What you are asked to do:
Treat the line containing "in the run's" as the first line of the answer and the last line of the data as its final line, reproducing every line between exactly.

Input for this task START

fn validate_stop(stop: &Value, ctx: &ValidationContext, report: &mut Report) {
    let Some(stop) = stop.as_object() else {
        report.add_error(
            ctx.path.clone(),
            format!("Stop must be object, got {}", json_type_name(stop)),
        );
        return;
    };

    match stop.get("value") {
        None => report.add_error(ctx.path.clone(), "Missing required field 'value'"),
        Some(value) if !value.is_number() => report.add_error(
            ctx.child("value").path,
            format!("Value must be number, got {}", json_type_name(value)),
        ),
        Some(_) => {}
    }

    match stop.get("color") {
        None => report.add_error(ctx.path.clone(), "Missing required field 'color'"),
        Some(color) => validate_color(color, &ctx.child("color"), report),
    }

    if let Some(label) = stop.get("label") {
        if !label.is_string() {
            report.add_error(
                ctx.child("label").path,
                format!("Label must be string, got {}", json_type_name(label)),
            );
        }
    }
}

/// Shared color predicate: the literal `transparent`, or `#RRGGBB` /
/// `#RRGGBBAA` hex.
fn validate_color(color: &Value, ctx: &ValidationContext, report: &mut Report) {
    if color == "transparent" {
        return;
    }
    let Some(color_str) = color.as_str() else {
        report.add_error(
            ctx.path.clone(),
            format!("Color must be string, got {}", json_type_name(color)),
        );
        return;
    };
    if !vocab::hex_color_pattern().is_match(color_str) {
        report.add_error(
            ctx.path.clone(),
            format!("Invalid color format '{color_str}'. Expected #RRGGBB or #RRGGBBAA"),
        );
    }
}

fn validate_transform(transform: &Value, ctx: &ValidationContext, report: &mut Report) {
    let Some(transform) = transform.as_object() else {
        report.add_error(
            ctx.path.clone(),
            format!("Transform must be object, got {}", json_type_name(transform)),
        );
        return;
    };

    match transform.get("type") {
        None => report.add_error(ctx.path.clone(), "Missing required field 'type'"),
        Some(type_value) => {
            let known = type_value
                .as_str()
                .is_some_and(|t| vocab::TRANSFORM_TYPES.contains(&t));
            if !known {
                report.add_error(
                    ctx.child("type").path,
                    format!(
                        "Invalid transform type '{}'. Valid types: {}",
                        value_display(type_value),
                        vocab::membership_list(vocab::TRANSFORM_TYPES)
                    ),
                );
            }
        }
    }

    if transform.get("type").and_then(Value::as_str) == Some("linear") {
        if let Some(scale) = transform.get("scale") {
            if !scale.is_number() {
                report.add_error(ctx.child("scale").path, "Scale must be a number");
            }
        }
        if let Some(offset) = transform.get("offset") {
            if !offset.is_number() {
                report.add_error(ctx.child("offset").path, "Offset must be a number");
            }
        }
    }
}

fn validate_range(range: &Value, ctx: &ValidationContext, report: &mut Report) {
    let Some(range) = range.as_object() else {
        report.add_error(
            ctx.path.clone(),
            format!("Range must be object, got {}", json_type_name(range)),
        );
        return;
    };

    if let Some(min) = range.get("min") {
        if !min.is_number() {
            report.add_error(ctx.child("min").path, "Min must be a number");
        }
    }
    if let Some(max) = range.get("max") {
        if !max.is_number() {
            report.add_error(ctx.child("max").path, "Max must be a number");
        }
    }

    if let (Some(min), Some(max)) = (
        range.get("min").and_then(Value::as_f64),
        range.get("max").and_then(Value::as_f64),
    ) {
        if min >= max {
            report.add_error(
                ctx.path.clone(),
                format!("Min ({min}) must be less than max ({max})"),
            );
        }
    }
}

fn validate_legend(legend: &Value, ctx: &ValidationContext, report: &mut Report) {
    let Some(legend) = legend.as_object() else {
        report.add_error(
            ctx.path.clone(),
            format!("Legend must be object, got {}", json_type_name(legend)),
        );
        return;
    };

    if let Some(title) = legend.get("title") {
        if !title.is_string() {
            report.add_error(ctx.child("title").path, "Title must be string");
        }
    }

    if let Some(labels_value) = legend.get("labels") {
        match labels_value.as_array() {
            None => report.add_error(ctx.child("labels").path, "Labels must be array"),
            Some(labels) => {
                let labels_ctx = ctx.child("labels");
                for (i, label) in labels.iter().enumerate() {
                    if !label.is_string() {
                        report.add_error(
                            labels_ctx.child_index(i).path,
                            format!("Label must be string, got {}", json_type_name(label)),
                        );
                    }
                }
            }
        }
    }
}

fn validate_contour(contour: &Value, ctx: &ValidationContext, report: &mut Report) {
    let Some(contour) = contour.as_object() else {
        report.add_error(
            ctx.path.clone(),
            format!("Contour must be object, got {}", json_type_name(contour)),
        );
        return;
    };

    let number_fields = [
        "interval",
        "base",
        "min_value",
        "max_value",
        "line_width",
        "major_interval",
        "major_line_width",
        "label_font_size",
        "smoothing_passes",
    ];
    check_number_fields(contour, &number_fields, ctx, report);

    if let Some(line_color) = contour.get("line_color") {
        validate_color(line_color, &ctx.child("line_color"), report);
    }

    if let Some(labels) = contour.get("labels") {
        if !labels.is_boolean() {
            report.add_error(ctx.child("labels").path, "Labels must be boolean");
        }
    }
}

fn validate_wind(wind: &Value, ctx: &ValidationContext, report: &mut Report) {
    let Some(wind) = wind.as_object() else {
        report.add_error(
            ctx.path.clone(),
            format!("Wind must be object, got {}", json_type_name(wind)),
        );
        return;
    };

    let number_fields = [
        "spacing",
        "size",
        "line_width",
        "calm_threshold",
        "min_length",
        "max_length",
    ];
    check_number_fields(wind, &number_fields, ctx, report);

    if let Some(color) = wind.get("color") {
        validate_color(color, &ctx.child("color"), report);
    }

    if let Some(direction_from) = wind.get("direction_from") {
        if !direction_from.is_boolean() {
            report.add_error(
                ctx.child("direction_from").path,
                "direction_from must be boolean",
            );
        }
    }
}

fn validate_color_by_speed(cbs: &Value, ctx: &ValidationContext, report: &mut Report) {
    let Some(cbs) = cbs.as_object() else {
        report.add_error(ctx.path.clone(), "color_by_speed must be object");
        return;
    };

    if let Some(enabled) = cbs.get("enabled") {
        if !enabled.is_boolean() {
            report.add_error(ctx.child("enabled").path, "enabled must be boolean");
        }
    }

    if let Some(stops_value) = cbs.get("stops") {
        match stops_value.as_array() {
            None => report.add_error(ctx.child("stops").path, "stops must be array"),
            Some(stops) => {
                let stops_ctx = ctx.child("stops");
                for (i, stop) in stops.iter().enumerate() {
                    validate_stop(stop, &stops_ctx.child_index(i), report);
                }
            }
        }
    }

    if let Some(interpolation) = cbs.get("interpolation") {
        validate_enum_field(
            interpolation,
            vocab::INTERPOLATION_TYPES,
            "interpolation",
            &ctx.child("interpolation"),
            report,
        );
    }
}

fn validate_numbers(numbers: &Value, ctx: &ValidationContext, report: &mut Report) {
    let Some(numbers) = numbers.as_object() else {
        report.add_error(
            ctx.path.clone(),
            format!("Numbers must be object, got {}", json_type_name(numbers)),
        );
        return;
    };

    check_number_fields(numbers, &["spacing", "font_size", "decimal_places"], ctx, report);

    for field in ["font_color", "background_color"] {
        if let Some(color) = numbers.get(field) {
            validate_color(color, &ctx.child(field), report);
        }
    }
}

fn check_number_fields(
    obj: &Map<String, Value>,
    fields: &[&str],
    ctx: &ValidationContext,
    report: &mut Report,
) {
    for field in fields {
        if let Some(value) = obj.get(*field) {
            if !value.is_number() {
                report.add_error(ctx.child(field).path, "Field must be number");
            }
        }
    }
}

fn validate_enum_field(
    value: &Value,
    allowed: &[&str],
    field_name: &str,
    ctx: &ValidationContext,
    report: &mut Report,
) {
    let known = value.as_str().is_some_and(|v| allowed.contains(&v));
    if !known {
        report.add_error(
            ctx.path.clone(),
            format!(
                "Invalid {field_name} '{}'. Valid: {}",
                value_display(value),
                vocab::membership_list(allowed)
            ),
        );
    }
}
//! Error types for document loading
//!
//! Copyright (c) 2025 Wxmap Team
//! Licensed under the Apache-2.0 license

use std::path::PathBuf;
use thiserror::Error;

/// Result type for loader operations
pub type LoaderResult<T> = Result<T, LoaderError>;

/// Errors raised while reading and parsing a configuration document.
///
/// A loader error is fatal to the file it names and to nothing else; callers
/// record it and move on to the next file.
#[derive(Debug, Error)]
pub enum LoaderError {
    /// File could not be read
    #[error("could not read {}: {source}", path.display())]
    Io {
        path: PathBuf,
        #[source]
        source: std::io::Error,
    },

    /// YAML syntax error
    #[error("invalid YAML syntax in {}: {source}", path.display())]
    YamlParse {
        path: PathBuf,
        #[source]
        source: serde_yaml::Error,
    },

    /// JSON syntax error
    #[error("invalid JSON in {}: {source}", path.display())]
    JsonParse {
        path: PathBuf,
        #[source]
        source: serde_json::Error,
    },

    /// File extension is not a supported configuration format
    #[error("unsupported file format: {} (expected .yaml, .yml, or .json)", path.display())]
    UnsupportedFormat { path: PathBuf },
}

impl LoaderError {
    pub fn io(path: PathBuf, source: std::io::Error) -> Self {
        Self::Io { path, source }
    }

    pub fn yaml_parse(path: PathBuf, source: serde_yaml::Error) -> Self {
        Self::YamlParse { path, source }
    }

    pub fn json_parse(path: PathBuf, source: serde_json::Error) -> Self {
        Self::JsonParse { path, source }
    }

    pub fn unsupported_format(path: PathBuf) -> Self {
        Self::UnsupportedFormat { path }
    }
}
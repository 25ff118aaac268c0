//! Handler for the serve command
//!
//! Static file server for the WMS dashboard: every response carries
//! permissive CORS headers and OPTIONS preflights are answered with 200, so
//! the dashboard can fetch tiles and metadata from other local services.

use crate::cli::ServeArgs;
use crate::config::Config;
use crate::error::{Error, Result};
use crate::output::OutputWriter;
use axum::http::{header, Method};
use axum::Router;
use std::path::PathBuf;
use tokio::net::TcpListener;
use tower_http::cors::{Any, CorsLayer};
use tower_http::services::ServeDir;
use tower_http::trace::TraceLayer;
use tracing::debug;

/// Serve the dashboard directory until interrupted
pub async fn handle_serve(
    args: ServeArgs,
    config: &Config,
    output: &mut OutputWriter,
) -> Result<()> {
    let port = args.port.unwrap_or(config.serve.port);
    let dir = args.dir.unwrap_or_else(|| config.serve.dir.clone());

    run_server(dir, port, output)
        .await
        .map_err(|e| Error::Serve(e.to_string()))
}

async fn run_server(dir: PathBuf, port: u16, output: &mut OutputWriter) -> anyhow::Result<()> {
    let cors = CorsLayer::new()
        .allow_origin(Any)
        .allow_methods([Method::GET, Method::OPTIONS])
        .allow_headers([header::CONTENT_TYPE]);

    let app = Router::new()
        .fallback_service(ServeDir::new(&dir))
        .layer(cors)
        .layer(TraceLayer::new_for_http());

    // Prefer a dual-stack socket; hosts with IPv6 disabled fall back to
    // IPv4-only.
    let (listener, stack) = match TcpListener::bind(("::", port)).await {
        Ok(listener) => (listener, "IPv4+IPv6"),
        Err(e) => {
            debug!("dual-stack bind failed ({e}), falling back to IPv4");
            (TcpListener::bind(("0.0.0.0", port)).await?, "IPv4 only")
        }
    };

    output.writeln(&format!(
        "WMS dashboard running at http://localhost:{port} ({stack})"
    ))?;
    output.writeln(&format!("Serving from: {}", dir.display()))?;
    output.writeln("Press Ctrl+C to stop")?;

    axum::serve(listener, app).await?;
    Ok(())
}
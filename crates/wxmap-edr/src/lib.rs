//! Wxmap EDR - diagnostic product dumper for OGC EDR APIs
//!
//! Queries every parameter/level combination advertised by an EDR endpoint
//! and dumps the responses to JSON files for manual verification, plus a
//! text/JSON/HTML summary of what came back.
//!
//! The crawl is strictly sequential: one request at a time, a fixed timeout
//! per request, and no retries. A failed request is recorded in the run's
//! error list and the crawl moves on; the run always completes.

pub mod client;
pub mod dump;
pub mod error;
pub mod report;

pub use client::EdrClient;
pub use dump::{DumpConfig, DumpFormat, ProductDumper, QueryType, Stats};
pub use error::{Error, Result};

Input for this task END

Task output:
//! per request, and no retries. A failed request is recorded in the run's
//! error list and the crawl moves on; the run always completes.

pub mod client;
pub mod dump;
pub mod error;
pub mod report;

pub use client::EdrClient;
pub use dump::{DumpConfig, DumpFormat, ProductDumper, QueryType, Stats};
pub use error::{Error, Result};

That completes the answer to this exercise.